I unbuttoned my jacket, undid a couple of shirt buttons, and revealed the bandages around my middle.
“Broken ribs?”
“A few.”
“Same thing happened to me when I was in the army,” he said. “Not combat heroics, I was stationed in Bayonne, New Jersey, and some Irish lout from Brooklyn backed a Jeep right into me. But for the grace of a few inches, I’d have ended up childless, singing soprano, and voting Democrat.”
I smiled.
“Don’t do that,” he said. “Got to hurt like hell.”
“Then don’t be funny,” I said.
He smiled. A real smile, devoid of scorn. “Army doctors couldn’t do a damn thing to patch me, just wrapped the ribs and told me to wait. When I mended, they shipped me off to the ETO.”
“No medical progress since then.”
“When did this happen to you? Not that I really care.”
“Two days ago. Not that it’s any of your business.”
He gave a start. Glared. Plucked brown fabric from his sunken chest. Broke into arid laughter, coughed up more mucus. When the wheezing stopped, he said, “How about a drink? It’s almost noon.”
As I followed him through dim, dusty, high-ceilinged rooms full of Georgian antiques and Chinese porcelain, he said, “How’d the other guy fare?”
“Worse than me.”
“Good.”
We sat at a round table in his octagonal breakfast room, just off a kitchen whose stainless steel counters and chipped white cabinets said it hadn’t been altered for half a century.
Mullion windows looked out to a shade garden. The table was seasoned mahogany, cigarette burned and water-marked, circled by four Queen Anne chairs. The wall covering was a pale green silk Asian print, crowded with peonies and bluebirds and fictitious vines, faded white in spots. A solitary framed photo hung on the wall. Black and white, also diminished by decades of ultraviolet.
When Beamish left to fetch the drinks, I took a look at the picture. A lanky, light-haired young man in an army captain’s uniform stood arm and arm with a pretty young woman. Her cloche hat rested on dark curls. She wore a fitted summer suit and held a bouquet.
Big ship in the background. U.S.S. something. A fountain-penned caption in the lower right border read: 4/7/45, Long Beach: Betty and Al. Back from the war at last!
Beamish returned with a cut-crystal decanter and a pair of matching old-fashioned glasses, lowered himself to a chair slowly, struggling to hide his own wince. Then changing his mind.

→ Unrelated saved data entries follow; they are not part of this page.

//! Daily ad performance metrics: ratio derivation, funnel and KPI totals,
//! and the HTTP surface the dashboard reads them from.

pub mod api;
pub mod config;
pub mod dashboard;
pub mod error;
pub mod format;
pub mod insights;
pub mod metrics;
pub mod models;
pub mod store;

#[cfg(test)]
mod tests;

pub use error::{DashboardError, DashboardResult, SchemaError};
pub use metrics::MetricsDeriver;
use std::collections::HashSet;
use std::path::Path;

use chrono::Utc;
use rusqlite::{params, Connection, OptionalExtension};
use tracing::{debug, info};
use uuid::Uuid;

use crate::error::{DashboardError, DashboardResult};
use crate::models::{PullInfo, RawEventRow};

const SCHEMA: &str = "
CREATE TABLE IF NOT EXISTS pulls (
    id TEXT PRIMARY KEY,
    pulled_at TEXT NOT NULL,
    row_count INTEGER NOT NULL
);
CREATE TABLE IF NOT EXISTS daily_rows (
    day TEXT PRIMARY KEY,
    spend REAL NOT NULL,
    impressions INTEGER NOT NULL,
    link_clicks INTEGER NOT NULL,
    landing_page_views INTEGER NOT NULL,
    checkouts_initiated INTEGER NOT NULL,
    purchases INTEGER NOT NULL,
    purchase_revenue REAL NOT NULL,
    cost_per_purchase REAL NOT NULL,
    reported_roas REAL,
    pull_id TEXT NOT NULL REFERENCES pulls(id)
);
";

/// Holds the rows of the latest pull.
/// A new pull replaces the previous dataset wholesale; nothing is edited in place.
pub struct MetricsStore {
    conn: Connection,
}

impl MetricsStore {
    pub fn open(path: &Path) -> DashboardResult<Self> {
        let conn = Connection::open(path)?;
        conn.execute_batch(SCHEMA)?;
        Ok(Self { conn })
    }

    pub fn replace_pull(&mut self, rows: &[RawEventRow]) -> DashboardResult<PullInfo> {
        if rows.is_empty() {
            return Err(DashboardError::EmptyPull);
        }

        let mut seen = HashSet::new();
        for row in rows {
            if !seen.insert(row.day) {
                return Err(DashboardError::DuplicateDay(row.day));
            }
        }

        let pull = PullInfo {
            id: Uuid::new_v4(),
            pulled_at: Utc::now(),
            row_count: rows.len(),
        };

        let tx = self.conn.transaction()?;
        let removed = tx.execute("DELETE FROM daily_rows", [])?;
        tx.execute(
            "INSERT INTO pulls (id, pulled_at, row_count) VALUES (?1, ?2, ?3)",
            params![pull.id.to_string(), pull.pulled_at, pull.row_count],
        )?;
        {
            let mut insert = tx.prepare(
                "INSERT INTO daily_rows (
                    day, spend, impressions, link_clicks, landing_page_views,
                    checkouts_initiated, purchases, purchase_revenue, cost_per_purchase,
                    reported_roas, pull_id
                ) VALUES (?1, ?2, ?3, ?4, ?5, ?6, ?7, ?8, ?9, ?10, ?11)",
            )?;
            for row in rows {
                insert.execute(params![
                    row.day,
                    row.spend,
                    row.impressions,
                    row.link_clicks,
                    row.landing_page_views,
                    row.checkouts_initiated,
                    row.purchases,
                    row.purchase_revenue,
                    row.cost_per_purchase,
                    row.reported_roas,
                    pull.id.to_string(),
                ])?;
            }
        }
        tx.commit()?;

        debug!(removed, "Previous pull rows removed");
        info!(pull_id = %pull.id, rows = pull.row_count, "Pull stored");
        Ok(pull)
    }

    /// Rows of the current pull, ordered by day.
    pub fn load_rows(&self) -> DashboardResult<Vec<RawEventRow>> {
        let mut stmt = self.conn.prepare(
            "SELECT day, spend, impressions, link_clicks, landing_page_views,
                    checkouts_initiated, purchases, purchase_revenue, cost_per_purchase,
                    reported_roas
             FROM daily_rows ORDER BY day",
        )?;

        let rows = stmt
            .query_map([], |row| {
                Ok(RawEventRow {
                    day: row.get("day")?,
                    spend: row.get("spend")?,
                    impressions: row.get("impressions")?,
                    link_clicks: row.get("link_clicks")?,
                    landing_page_views: row.get("landing_page_views")?,
                    checkouts_initiated: row.get("checkouts_initiated")?,
                    purchases: row.get("purchases")?,
                    purchase_revenue: row.get("purchase_revenue")?,
                    cost_per_purchase: row.get("cost_per_purchase")?,
                    reported_roas: row.get("reported_roas")?,
                })
            })?
            .collect::<Result<Vec<_>, _>>()?;

        Ok(rows)
    }

    pub fn last_pull(&self) -> DashboardResult<Option<PullInfo>> {
        let pull = self
            .conn
            .query_row(
                "SELECT id, pulled_at, row_count FROM pulls ORDER BY rowid DESC LIMIT 1",
                [],
                |row| {
                    let id: String = row.get(0)?;
                    let id = Uuid::parse_str(&id).map_err(|e| {
                        rusqlite::Error::FromSqlConversionFailure(0, rusqlite::types::Type::Text, Box::new(e))
                    })?;
                    Ok(PullInfo {
                        id,
                        pulled_at: row.get(1)?,
                        row_count: row.get(2)?,
                    })
                },
            )
            .optional()?;

        Ok(pull)
    }
}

“Eventually,” he said, “you don’t need to be beat on to ache. Nature does it all by her cruel self.” He poured us each two fingers, slid my tumbler across the table.
“Thanks for the encouragement.” I held mine up.
He grunted and drank. I imagined Milo in forty years, hacking and swigging and pronouncing about the sorry state the world had gotten itself into. Old and white-haired.
The fantasy ended when I got to heterosexual and rich.
Beamish and I drank. The whiskey was a single malt, peaty, sweetish going down, with a nice after-burn that reminded you it was alcohol.
He licked the spot where his lips used to be, put his glass down. “This is the good stuff, Lord knows why I brought it out.”
“Uncharacteristic burst of generosity,” I said.
“You’re an insolent one- none of the obsequiousness of a public servant.”
“I’m not one. I’m a psychologist.”
“A what- no, don’t answer, I heard you fine. One of those, eh? The fat detective sent you over here to deal with an unbalanced old fossil?”
“All my idea.” I gave him a short explanation of my relationship to the police. Expected the worst.
Beamish drank some more and tweaked the tip of his nose. “When Rebecca died I saw no point in living. My children insisted I see a psychiatrist and sent me to a Jewish chap in Beverly Hills. He prescribed pills I never took and referred me to a Jewish woman psychologist in his office. I rejected her out-of-hand as a high-priced babysitter but my children coerced me. Turned out, they were right. She helped me.”